#### [EXERCISE INSTRUCTIONS]
Please retype the listing below exactly, from its opening line through the line where "admin.close().await;" appears.

#### [EXTRACTED INFORMATION]
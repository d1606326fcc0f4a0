#![allow(dead_code)]

use std::time::{SystemTime, UNIX_EPOCH};

use anyhow::{Context, Result};
use sqlx::postgres::PgPoolOptions;
use sqlx::{Executor, PgPool};

const SCHEMA_SQL: &str = include_str!("../../sql/schema.sql");

/// A pool whose connections all resolve tables inside a private schema.
/// Tests skip (return `None`) when `DATABASE_URL` is not set.
pub struct TestDb {
    pub pool: PgPool,
    pub schema: String,
}

impl TestDb {
    pub async fn connect() -> Result<Option<Self>> {
        dotenvy::dotenv().ok();
        let Ok(url) = std::env::var("DATABASE_URL") else {
            eprintln!("DATABASE_URL not set; skipping database test");
            return Ok(None);
        };

        let nanos = SystemTime::now().duration_since(UNIX_EPOCH)?.as_nanos();
        let schema = format!("notes_test_{}_{}", std::process::id(), nanos);

        let admin = PgPoolOptions::new().max_connections(1).connect(&url).await?;
        admin
            .execute(format!("CREATE SCHEMA \"{}\"", schema).as_str())
            .await
            .context("failed to create test schema")?;
        admin.close().await;

        let search_path = format!("SET search_path TO \"{}\", public", schema);
        let pool = PgPoolOptions::new()
            .max_connections(4)
            .after_connect(move |conn, _meta| {
                let search_path = search_path.clone();
                Box::pin(async move {
                    conn.execute(search_path.as_str()).await?;
                    Ok(())
                })
            })
            .connect(&url)
            .await?;

        for statement in SCHEMA_SQL.split(';').map(str::trim).filter(|s| !s.is_empty()) {
            pool.execute(statement)
                .await
                .with_context(|| format!("schema statement failed: {}", statement))?;
        }

        Ok(Some(Self { pool, schema }))
    }

    pub async fn teardown(self) -> Result<()> {
        self.pool
            .execute(format!("DROP SCHEMA \"{}\" CASCADE", self.schema).as_str())
            .await?;
        self.pool.close().await;
        Ok(())
    }
}

/// Build a JSON object map from `json!` literal syntax
macro_rules! map {
    ($($tt:tt)*) => {
        match serde_json::json!({ $($tt)* }) {
            serde_json::Value::Object(map) => map,
            _ => unreachable!(),
        }
    };
}
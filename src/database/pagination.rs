//! Page/size/order handling on top of `PostgresResponse`.

use serde::{Deserialize, Serialize};
use serde_json::{Map, Value};

use crate::config::PageLimits;
use crate::database::entity::Entity;
use crate::database::manager::DatabaseError;
use crate::database::query_builder::QueryBuilder;
use crate::database::response::{PostgresResponse, ResponseData};
use crate::filter::{split_key, FilterOrder, FilterOrderInfo};

/// Raw list parameters as callers send them
#[derive(Debug, Clone, Default, Serialize, Deserialize)]
pub struct ListOptions {
    pub page: Option<u32>,
    pub size: Option<u32>,
    pub order_field: Option<Vec<String>>,
    pub order_type: Option<Vec<String>>,
    pub query: Option<Map<String, Value>>,
}

/// List parameters cleaned against an entity's columns
#[derive(Debug, Clone, Serialize)]
pub struct QueryOptions {
    pub page: u32,
    pub size: Option<u32>,
    pub order_field: Vec<String>,
    pub order_type: Vec<String>,
    pub query: Map<String, Value>,
}

impl QueryOptions {
    pub fn new<T: Entity>(options: ListOptions) -> Self {
        let table = T::table();
        let mut query = Map::new();
        for (key, value) in options.query.unwrap_or_default() {
            let (column, _) = split_key(&key);
            if table.filterable_column(column).is_some() {
                query.insert(key, value);
            } else {
                tracing::debug!("Dropping query key '{}' unknown to {}", key, table.name);
            }
        }

        Self {
            page: options.page.unwrap_or(1).max(1),
            size: options.size,
            order_field: options
                .order_field
                .filter(|f| !f.is_empty())
                .unwrap_or_else(|| vec!["uu_id".to_string()]),
            order_type: options
                .order_type
                .filter(|t| !t.is_empty())
                .unwrap_or_else(|| vec!["asc".to_string()]),
            query,
        }
    }

    pub fn pagination_config(&self, limits: PageLimits) -> PaginationConfig {
        PaginationConfig {
            page: self.page,
            size: self.size.unwrap_or(limits.default_size),
            order_field: self.order_field.clone(),
            order_type: self.order_type.clone(),
        }
    }
}

#[derive(Debug, Clone, PartialEq, Serialize, Deserialize)]
pub struct PaginationConfig {
    pub page: u32,
    pub size: u32,
    pub order_field: Vec<String>,
    pub order_type: Vec<String>,
}

impl Default for PaginationConfig {
    fn default() -> Self {
        Self {
            page: 1,
            size: 10,
            order_field: vec!["uu_id".to_string()],
            order_type: vec!["asc".to_string()],
        }
    }
}

/// Pagination block returned next to page data
#[derive(Debug, Clone, PartialEq, Serialize, Deserialize)]
#[serde(rename_all = "camelCase")]
pub struct PaginationInfo {
    pub size: u32,
    pub page: u32,
    pub all_count: i64,
    pub total_count: i64,
    pub total_pages: u32,
    pub page_count: u32,
    pub order_field: Vec<String>,
    pub order_type: Vec<String>,
}

#[derive(Debug, Clone)]
pub struct Pagination {
    limits: PageLimits,
    pub size: u32,
    pub page: u32,
    pub order_field: Vec<String>,
    pub order_type: Vec<String>,
    /// Live rows without the caller's conditions
    pub all_count: i64,
    /// Rows matching the caller's conditions
    pub total_count: i64,
    pub total_pages: u32,
    /// Rows on the current page
    pub page_count: u32,
}

impl Pagination {
    pub fn new(limits: PageLimits) -> Self {
        let defaults = PaginationConfig::default();
        Self {
            limits,
            size: limits.default_size,
            page: 1,
            order_field: defaults.order_field,
            order_type: defaults.order_type,
            all_count: 0,
            total_count: 0,
            total_pages: 0,
            page_count: 0,
        }
    }

    pub fn change(&mut self, config: PaginationConfig) {
        self.size = self.bounded_size(config.size);
        self.page = config.page;
        self.order_field = config.order_field;
        self.order_type = config.order_type;
        self.refresh();
    }

    /// Pull both counts from `response`
    pub async fn feed<T: Entity>(&mut self, response: &PostgresResponse<T>) -> Result<(), DatabaseError> {
        let all_count = response.total_count().await?;
        let total_count = response.count().await?;
        self.feed_counts(all_count, total_count);
        Ok(())
    }

    pub fn feed_counts(&mut self, all_count: i64, total_count: i64) {
        self.all_count = all_count.max(0);
        self.total_count = total_count.max(0);
        self.refresh();
    }

    pub fn refresh(&mut self) {
        self.size = self.bounded_size(self.size);
        let size = i64::from(self.size);
        self.total_pages = ((self.total_count + size - 1) / size) as u32;
        self.page = self.page.clamp(1, self.total_pages.max(1));
        self.page_count = (self.total_count - self.offset()).clamp(0, size) as u32;
    }

    /// Validate the requested order against `T` and keep only what will run,
    /// including the unique tiebreaker
    pub fn apply_order<T: Entity>(&mut self) -> Result<Vec<FilterOrderInfo>, DatabaseError> {
        let order = FilterOrder::from_pairs(T::table(), &self.order_field[..], &self.order_type[..])?;
        let order = FilterOrder::with_tiebreaker(order);
        self.order_field = order.iter().map(|o| o.column.clone()).collect();
        self.order_type = order.iter().map(|o| o.sort.as_str().to_string()).collect();
        Ok(order)
    }

    pub fn reset(&mut self) {
        *self = Self::new(self.limits);
    }

    pub fn offset(&self) -> i64 {
        i64::from(self.size) * i64::from(self.page.saturating_sub(1))
    }

    pub fn as_dict(&self) -> PaginationInfo {
        PaginationInfo {
            size: self.size,
            page: self.page,
            all_count: self.all_count,
            total_count: self.total_count,
            total_pages: self.total_pages,
            page_count: self.page_count,
            order_field: self.order_field.clone(),
            order_type: self.order_type.clone(),
        }
    }

    fn bounded_size(&self, size: u32) -> u32 {
        if (self.limits.min_size..=self.limits.max_size).contains(&size) {
            size
        } else {
            self.limits.default_size
        }
    }
}

/// One page of a response, ordered and sliced
pub struct PaginationResult<T> {
    response: PostgresResponse<T>,
    builder: QueryBuilder<T>,
}

impl<T: Entity> PaginationResult<T> {
    /// Orders and slices `response`. `pagination` is left reporting the applied order.
    pub fn new(response: PostgresResponse<T>, pagination: &mut Pagination) -> Result<Self, DatabaseError> {
        let order = pagination.apply_order::<T>()?;
        let mut filter = response.filter().clone();
        filter
            .order(order)
            .limit(i64::from(pagination.size), Some(pagination.offset()))?;
        Ok(Self {
            response,
            builder: QueryBuilder::new(filter),
        })
    }

    pub async fn data(&self) -> Result<ResponseData<T>, DatabaseError> {
        let pool = self.response.pool();
        if self.response.is_list() {
            Ok(ResponseData::List(self.builder.select_all(pool).await?))
        } else {
            Ok(ResponseData::Single(self.builder.select_optional(pool).await?))
        }
    }
}

#[derive(Debug, Clone, Serialize)]
pub struct Page<T> {
    pub data: Vec<T>,
    pub pagination: PaginationInfo,
}
pub mod notes;
pub mod tokens;
pub mod users;

pub use notes::{NewNote, NoteService, NoteUpdate};
pub use tokens::{access_lifetime, refresh_lifetime, TokenService};
pub use users::{ProfileUpdate, RegisterUser, UserService};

#### [WRITTEN ANSWER]
repository d1606326fcc0f4a0
#![allow(dead_code)]

use std::time::{SystemTime, UNIX_EPOCH};

use anyhow::{Context, Result};
use sqlx::postgres::PgPoolOptions;
use sqlx::{Executor, PgPool};

const SCHEMA_SQL: &str = include_str!("../../sql/schema.sql");

/// A pool whose connections all resolve tables inside a private schema.
/// Tests skip (return `None`) when `DATABASE_URL` is not set.
pub struct TestDb {
    pub pool: PgPool,
    pub schema: String,
}

impl TestDb {
    pub async fn connect() -> Result<Option<Self>> {
        dotenvy::dotenv().ok();
        let Ok(url) = std::env::var("DATABASE_URL") else {
            eprintln!("DATABASE_URL not set; skipping database test");
            return Ok(None);
        };

        let nanos = SystemTime::now().duration_since(UNIX_EPOCH)?.as_nanos();
        let schema = format!("notes_test_{}_{}", std::process::id(), nanos);

        let admin = PgPoolOptions::new().max_connections(1).connect(&url).await?;
        admin
            .execute(format!("CREATE SCHEMA \"{}\"", schema).as_str())
            .await
            .context("failed to create test schema")?;
        admin.close().await;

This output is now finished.